## Dataset records
────────────────────────────────────────
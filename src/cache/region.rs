//! Region records.
//!
//! Region algebra is reduced to a single bounding rectangle: `wl_region.add`
//! grows the rectangle to contain the added one, `wl_region.subtract` is not
//! supported. Clients therefore cannot express concave input regions.

use crate::utils::{Area, Position, Size};

/// One region: an axis-aligned rectangle, empty until first inflated.
#[derive(Debug, Default, Clone, Copy, PartialEq, Eq)]
pub struct RegionRecord {
    /// Top-left corner.
    pub pos: Position,
    /// Extent; empty (non-positive) until the first add.
    pub size: Size,
}

impl RegionRecord {
    /// A region with no area yet.
    pub fn new() -> Self {
        RegionRecord::default()
    }

    /// Whether the region has been given an extent.
    pub fn is_valid(&self) -> bool {
        !self.size.is_empty()
    }

    /// Grows the rectangle to the bounding box of itself and `area`.
    /// The first add simply sets the rectangle, so repeating an identical
    /// rectangle is idempotent.
    pub fn inflate(&mut self, area: Area) {
        if !self.is_valid() {
            self.pos = area.pos;
            self.size = area.size;
            return;
        }

        let left = self.pos.x.min(area.pos.x);
        let top = self.pos.y.min(area.pos.y);
        let right = (self.pos.x + self.size.width).max(area.pos.x + area.size.width);
        let bottom = (self.pos.y + self.size.height).max(area.pos.y + area.size.height);

        self.pos = Position::new(left, top);
        self.size = Size::new(right - left, bottom - top);
    }

    /// The rectangle as an [`Area`].
    pub fn area(&self) -> Area {
        Area {
            pos: self.pos,
            size: self.size,
        }
    }
}

#[cfg(test)]
mod tests {
    use super::*;

    #[test]
    fn first_add_sets_rectangle() {
        let mut region = RegionRecord::new();
        region.inflate(Area::new(10, 20, 30, 40));
        assert_eq!(region.area(), Area::new(10, 20, 30, 40));
    }

    #[test]
    fn inflation_is_idempotent() {
        let mut region = RegionRecord::new();
        region.inflate(Area::new(10, 20, 30, 40));
        let first = region.area();
        region.inflate(Area::new(10, 20, 30, 40));
        assert_eq!(region.area(), first);
    }

    #[test]
    fn inflation_takes_bounding_box() {
        let mut region = RegionRecord::new();
        region.inflate(Area::new(0, 0, 10, 10));
        region.inflate(Area::new(20, 30, 5, 5));
        assert_eq!(region.area(), Area::new(0, 0, 25, 35));
    }
}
────────────────────────────────────────
## Task brief
Filter this listing and copy only the lines holding the word "right".

## Exercise solution
        let right = (self.pos.x + self.size.width).max(area.pos.x + area.size.width);
        self.size = Size::new(right - left, bottom - top);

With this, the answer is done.